Outras peças aeroespaciais termoplásticas foram feitas pela Daher como parte de projetos de pesquisa em parceria. Entre estas, está uma versão totalmente termoplástica do estabilizador horizontal de uma aeronave TBM, apresentada na feira JEC World 2024. Como parte do projeto “Trampoline” apoiado pela Direção Geral da Aviação Civil (DGAC) da França, esta grande peça foi produzida usando AFP e tecnologias de estampagem direta, depois montadas por “soldagem” (colagem) termoplástica em vez de rebitagem. Ela demonstra como os futuros componentes de asa da “aeronave do amanhã” podem ser, com vantagens claras em termos de peso, desempenho e reciclabilidade.

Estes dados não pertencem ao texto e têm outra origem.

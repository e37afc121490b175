//! Core types for viewangle.
//!
//! This crate provides the value types and pure logic behind the view-angle widget:
//! - [`Pose`] for six-degree-of-freedom camera placements
//! - [`ViewDirection`] for the discrete view-angle presets
//! - [`ViewAnglePose`] for turning a view direction into a camera pose
//! - [`ViewAngleConfig`] for endpoint names and placement settings

// Documentation lints - internal functions don't need exhaustive panic/error docs
#![allow(clippy::missing_panics_doc)]
#![allow(clippy::missing_errors_doc)]
// Builder patterns return Self which doesn't need must_use
#![allow(clippy::must_use_candidate)]
// Poses are addressed as x/y/z and roll/pitch/yaw throughout
#![allow(clippy::many_single_char_names)]

pub mod config;
pub mod direction;
pub mod error;
pub mod pose;
pub mod view_angle_pose;

pub use config::ViewAngleConfig;
pub use direction::ViewDirection;
pub use error::{Result, ViewAngleError};
pub use pose::Pose;
pub use view_angle_pose::ViewAnglePose;

// Re-export glam types for convenience
pub use glam::{DQuat, DVec3};
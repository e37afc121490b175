//! View-angle demo.
//!
//! Wires the widget to an in-process "simulation" thread that answers every
//! request by publishing the resulting camera pose back, the way a real
//! message bus would. Run with `RUST_LOG=debug` to see the request traffic.

use std::thread;

use viewangle::*;

fn main() -> Result<()> {
    init_logging();

    let config = ViewAngleConfig::from_json(
        r#"{
            "service": "/gui/view_angle",
            "home_pose": { "x": -6.0, "y": 0.0, "z": 6.0, "roll": 0.0, "pitch": 0.6, "yaw": 0.0 },
            "standard_distance": 8.0
        }"#,
    )?;

    let (transport, requests) = ChannelTransport::new();
    let widget = ViewAngle::new(config, transport)?;
    widget.subscribe(|pose| {
        println!(
            "camera -> pos ({:6.2}, {:6.2}, {:6.2})  rpy ({:5.2}, {:5.2}, {:5.2})",
            pose.x, pose.y, pose.z, pose.roll, pose.pitch, pose.yaw
        );
    });

    // Stand-in for the render side: resolve each request to a pose and report it.
    let placement = widget.placement().clone();
    let report = widget.pose_callback();
    let simulation = thread::spawn(move || {
        let mut camera = placement.home;
        for OutboundRequest { endpoint, request } in requests {
            log::debug!("simulation received {request:?} on '{endpoint}'");
            camera = match request {
                ViewAngleRequest::Direction(direction) => {
                    placement.pose_for_direction(direction, &camera)
                }
                ViewAngleRequest::MoveToPose(pose) => pose,
            };
            report(camera);
        }
    });

    for preset in ViewDirection::presets() {
        let [x, y, z] = preset.components();
        println!("{} view", preset.name().unwrap_or("corner"));
        widget.on_angle_mode(x, y, z)?;
    }
    println!("isometric corner view");
    widget.on_angle_mode(-1, -1, -1)?;

    println!("custom pose");
    widget.set_pose(0.0, -5.0, 2.0, 0.0, 0.3, std::f64::consts::FRAC_PI_2)?;

    // Dropping the widget drops the transport, which ends the simulation loop.
    let current = widget.current_pose();
    widget.shutdown();
    drop(widget);
    simulation.join().expect("simulation thread panicked");

    println!("last reported pose before shutdown: {current:?}");
    Ok(())
}
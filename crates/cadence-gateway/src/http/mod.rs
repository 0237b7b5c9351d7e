pub mod health;
pub mod jobs;
pub mod scheduler;

use axum::{http::StatusCode, Json};
use cadence_scheduler::SchedulerError;
use serde_json::{json, Value};

/// Error body shared by every endpoint: `{message, status: "error", error, code}`.
pub type ApiError = (StatusCode, Json<Value>);

/// HTTP status for a scheduler error.
pub fn status_for(err: &SchedulerError) -> StatusCode {
    match err {
        SchedulerError::UnknownJob { .. } => StatusCode::NOT_FOUND,
        SchedulerError::DuplicateId { .. } => StatusCode::CONFLICT,
        SchedulerError::InvalidInterval { .. } => StatusCode::BAD_REQUEST,
        SchedulerError::ActionFailed { .. } | SchedulerError::EngineState(_) => {
            StatusCode::INTERNAL_SERVER_ERROR
        }
    }
}

pub fn api_error(message: impl Into<String>, err: &SchedulerError) -> ApiError {
    (
        status_for(err),
        Json(json!({
            "message": message.into(),
            "status": "error",
            "error": err.to_string(),
            "code": err.code(),
        })),
    )
}

/// Local wall-clock time in ISO-8601, used for response timestamps.
pub fn timestamp() -> String {
    chrono::Local::now().to_rfc3339()
}
//! `cadence-core`: configuration and process-level error types shared by the
//! gateway binary.

pub mod config;
pub mod error;

pub use config::CadenceConfig;
pub use error::{CadenceError, Result};
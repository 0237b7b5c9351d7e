use std::path::Path;
use std::process::Command;

fn git(args: &[&str]) -> Option<String> {
    Command::new("git")
        .args(args)
        .output()
        .ok()
        .filter(|o| o.status.success())
        .map(|o| String::from_utf8_lossy(&o.stdout).trim().to_string())
        .filter(|s| !s.is_empty())
}

fn main() {
    // Packagers building from a tarball can pin the commit explicitly.
    println!("cargo:rerun-if-env-changed=CADENCE_GIT_SHA");
    let sha = std::env::var("CADENCE_GIT_SHA")
        .ok()
        .filter(|s| !s.is_empty())
        .or_else(|| git(&["rev-parse", "--short", "HEAD"]))
        .unwrap_or_else(|| "unknown".to_string());
    println!("cargo:rustc-env=CADENCE_GIT_SHA={sha}");

    // Ask git where its directory is so the crate can live at any depth.
    if let Some(git_dir) = git(&["rev-parse", "--absolute-git-dir"]) {
        let git_dir = Path::new(&git_dir);
        println!("cargo:rerun-if-changed={}", git_dir.join("HEAD").display());
        println!("cargo:rerun-if-changed={}", git_dir.join("refs").display());
    }
}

Além de seu progresso em termoplásticos, a Daher continua trabalhando em compósitos termofixos (thermosetting composites), seguindo seu objetivo duplo de ecodesign e aumento das taxas de produção. A Daher está desenvolvendo um processo de moldagem por compressão (compression moulding process) que, combinado com novas resinas de cura rápida (fast-cure resins), abordará altas taxas de produção, limitando o uso de material.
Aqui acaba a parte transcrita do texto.